> **Task brief**
From the top of the entries below through the line containing "filename src/auth/adapters/grpc.rs", return every line exactly as written, please, and stop there.

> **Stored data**
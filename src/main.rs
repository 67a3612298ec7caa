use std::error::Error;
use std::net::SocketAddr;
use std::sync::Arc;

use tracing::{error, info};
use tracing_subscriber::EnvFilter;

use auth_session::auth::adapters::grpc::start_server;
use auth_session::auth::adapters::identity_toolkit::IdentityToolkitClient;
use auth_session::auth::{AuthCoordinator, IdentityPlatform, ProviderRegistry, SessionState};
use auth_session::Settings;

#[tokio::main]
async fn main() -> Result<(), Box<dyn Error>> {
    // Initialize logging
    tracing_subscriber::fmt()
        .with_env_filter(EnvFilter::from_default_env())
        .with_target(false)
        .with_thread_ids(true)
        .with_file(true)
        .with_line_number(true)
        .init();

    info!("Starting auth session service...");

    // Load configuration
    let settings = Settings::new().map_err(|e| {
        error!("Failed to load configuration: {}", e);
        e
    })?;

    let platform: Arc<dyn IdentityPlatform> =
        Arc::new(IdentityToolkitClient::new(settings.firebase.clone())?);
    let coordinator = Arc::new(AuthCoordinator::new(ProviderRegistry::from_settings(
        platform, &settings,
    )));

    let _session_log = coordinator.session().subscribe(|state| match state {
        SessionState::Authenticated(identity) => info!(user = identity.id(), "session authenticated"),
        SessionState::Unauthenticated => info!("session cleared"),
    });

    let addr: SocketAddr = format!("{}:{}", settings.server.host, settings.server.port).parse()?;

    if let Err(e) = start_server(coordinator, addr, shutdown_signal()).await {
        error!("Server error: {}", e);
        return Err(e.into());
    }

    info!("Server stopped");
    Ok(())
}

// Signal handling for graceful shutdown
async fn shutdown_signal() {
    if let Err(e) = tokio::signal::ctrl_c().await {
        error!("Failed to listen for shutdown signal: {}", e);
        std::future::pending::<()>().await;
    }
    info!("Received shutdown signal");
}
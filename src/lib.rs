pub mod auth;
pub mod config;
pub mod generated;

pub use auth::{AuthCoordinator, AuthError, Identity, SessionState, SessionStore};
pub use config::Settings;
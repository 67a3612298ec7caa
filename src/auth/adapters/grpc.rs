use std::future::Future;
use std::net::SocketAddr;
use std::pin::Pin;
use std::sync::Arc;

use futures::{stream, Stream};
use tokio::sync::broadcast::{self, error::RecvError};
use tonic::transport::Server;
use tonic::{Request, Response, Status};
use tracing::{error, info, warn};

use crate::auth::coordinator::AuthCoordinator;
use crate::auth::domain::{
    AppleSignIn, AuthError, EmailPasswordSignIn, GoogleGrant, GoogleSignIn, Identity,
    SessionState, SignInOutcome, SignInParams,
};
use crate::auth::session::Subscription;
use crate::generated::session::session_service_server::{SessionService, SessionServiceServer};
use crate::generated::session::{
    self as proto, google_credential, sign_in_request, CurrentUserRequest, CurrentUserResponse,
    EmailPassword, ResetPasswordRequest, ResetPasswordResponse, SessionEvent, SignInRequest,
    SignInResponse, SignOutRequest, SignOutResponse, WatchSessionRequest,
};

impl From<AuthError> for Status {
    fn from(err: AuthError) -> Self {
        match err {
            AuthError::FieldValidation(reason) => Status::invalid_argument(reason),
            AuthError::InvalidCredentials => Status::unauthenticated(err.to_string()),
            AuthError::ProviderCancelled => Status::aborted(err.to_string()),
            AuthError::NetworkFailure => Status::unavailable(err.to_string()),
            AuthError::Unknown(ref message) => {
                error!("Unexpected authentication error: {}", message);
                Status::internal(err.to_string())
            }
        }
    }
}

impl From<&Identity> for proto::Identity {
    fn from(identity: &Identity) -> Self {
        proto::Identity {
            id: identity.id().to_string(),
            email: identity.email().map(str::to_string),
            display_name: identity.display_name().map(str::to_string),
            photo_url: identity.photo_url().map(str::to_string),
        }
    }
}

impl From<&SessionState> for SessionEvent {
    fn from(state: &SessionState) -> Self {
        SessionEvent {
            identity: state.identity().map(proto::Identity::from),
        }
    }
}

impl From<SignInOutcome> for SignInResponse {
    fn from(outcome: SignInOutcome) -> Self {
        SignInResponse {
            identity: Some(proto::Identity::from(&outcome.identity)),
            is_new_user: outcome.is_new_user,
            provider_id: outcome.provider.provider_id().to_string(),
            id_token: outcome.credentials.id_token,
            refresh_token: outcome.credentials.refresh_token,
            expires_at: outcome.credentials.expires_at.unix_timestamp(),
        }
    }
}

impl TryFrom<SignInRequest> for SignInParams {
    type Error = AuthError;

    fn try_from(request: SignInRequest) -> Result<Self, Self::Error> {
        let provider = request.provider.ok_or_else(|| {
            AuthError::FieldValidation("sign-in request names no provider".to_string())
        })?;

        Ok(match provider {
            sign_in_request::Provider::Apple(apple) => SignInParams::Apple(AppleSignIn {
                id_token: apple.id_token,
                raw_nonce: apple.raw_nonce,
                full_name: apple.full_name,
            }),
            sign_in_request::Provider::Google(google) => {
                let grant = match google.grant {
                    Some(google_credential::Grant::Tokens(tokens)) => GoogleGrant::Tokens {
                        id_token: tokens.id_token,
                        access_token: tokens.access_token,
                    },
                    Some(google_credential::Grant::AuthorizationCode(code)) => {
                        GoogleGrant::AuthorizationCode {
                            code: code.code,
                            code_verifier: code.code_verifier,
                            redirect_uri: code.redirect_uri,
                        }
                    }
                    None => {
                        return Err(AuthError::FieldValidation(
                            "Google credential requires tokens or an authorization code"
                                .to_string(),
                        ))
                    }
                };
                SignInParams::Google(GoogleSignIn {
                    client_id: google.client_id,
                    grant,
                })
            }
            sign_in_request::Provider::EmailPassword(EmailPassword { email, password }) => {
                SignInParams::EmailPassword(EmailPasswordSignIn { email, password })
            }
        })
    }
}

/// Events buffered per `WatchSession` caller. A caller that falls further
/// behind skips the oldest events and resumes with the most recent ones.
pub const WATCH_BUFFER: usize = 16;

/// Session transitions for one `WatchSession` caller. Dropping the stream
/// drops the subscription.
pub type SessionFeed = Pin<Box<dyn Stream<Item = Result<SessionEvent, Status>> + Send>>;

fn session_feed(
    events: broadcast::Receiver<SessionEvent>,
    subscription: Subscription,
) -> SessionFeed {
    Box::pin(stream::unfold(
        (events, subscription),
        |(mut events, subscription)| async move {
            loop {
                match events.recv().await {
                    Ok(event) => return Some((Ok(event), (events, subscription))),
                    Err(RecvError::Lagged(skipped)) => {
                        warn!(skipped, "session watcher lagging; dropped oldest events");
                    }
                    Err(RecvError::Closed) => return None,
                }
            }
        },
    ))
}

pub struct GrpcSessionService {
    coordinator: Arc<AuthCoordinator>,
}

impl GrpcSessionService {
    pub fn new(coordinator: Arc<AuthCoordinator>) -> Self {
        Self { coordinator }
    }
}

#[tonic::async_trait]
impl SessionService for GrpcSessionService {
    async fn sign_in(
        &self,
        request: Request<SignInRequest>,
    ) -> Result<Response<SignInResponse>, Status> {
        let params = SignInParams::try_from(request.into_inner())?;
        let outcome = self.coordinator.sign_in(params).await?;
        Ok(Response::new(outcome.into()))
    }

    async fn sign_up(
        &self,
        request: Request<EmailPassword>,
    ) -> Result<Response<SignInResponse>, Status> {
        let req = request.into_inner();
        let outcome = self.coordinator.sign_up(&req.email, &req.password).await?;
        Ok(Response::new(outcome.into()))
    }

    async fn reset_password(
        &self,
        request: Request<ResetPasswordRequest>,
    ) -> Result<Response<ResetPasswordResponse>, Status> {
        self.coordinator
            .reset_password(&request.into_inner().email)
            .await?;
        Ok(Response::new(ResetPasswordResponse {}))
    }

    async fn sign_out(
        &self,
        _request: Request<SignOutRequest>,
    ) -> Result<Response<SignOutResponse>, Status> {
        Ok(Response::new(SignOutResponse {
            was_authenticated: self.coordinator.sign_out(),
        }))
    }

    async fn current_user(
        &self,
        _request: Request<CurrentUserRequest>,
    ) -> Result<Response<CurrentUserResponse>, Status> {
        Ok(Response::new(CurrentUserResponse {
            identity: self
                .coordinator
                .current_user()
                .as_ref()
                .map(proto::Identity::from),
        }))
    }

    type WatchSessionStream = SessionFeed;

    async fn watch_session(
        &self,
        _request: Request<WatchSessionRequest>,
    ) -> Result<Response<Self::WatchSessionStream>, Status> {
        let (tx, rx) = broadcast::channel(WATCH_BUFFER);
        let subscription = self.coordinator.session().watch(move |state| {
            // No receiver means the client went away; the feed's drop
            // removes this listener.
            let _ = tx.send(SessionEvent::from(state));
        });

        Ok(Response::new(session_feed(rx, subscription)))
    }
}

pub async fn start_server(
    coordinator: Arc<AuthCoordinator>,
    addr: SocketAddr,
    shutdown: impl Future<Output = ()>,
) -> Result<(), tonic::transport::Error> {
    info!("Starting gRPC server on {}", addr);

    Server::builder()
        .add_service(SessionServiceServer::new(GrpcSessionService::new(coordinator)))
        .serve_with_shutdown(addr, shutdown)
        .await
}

> **Response to this task**
filename src/main.rs
repository 67a3612298ec7caa
use std::error::Error;
use std::net::SocketAddr;
use std::sync::Arc;

use tracing::{error, info};
use tracing_subscriber::EnvFilter;

use auth_session::auth::adapters::grpc::start_server;
use auth_session::auth::adapters::identity_toolkit::IdentityToolkitClient;
use auth_session::auth::{AuthCoordinator, IdentityPlatform, ProviderRegistry, SessionState};
use auth_session::Settings;

#[tokio::main]
async fn main() -> Result<(), Box<dyn Error>> {
    // Initialize logging
    tracing_subscriber::fmt()
        .with_env_filter(EnvFilter::from_default_env())
        .with_target(false)
        .with_thread_ids(true)
        .with_file(true)
        .with_line_number(true)
        .init();

    info!("Starting auth session service...");

    // Load configuration
    let settings = Settings::new().map_err(|e| {
        error!("Failed to load configuration: {}", e);
        e
    })?;

    let platform: Arc<dyn IdentityPlatform> =
        Arc::new(IdentityToolkitClient::new(settings.firebase.clone())?);
    let coordinator = Arc::new(AuthCoordinator::new(ProviderRegistry::from_settings(
        platform, &settings,
    )));

    let _session_log = coordinator.session().subscribe(|state| match state {
        SessionState::Authenticated(identity) => info!(user = identity.id(), "session authenticated"),
        SessionState::Unauthenticated => info!("session cleared"),
    });

    let addr: SocketAddr = format!("{}:{}", settings.server.host, settings.server.port).parse()?;

    if let Err(e) = start_server(coordinator, addr, shutdown_signal()).await {
        error!("Server error: {}", e);
        return Err(e.into());
    }

    info!("Server stopped");
    Ok(())
}

// Signal handling for graceful shutdown
async fn shutdown_signal() {
    if let Err(e) = tokio::signal::ctrl_c().await {
        error!("Failed to listen for shutdown signal: {}", e);
        std::future::pending::<()>().await;
    }
    info!("Received shutdown signal");
}
filename src/lib.rs
pub mod auth;
pub mod config;
pub mod generated;

pub use auth::{AuthCoordinator, AuthError, Identity, SessionState, SessionStore};
pub use config::Settings;
repository 67a3612298ec7caa
filename src/auth/adapters/grpc.rs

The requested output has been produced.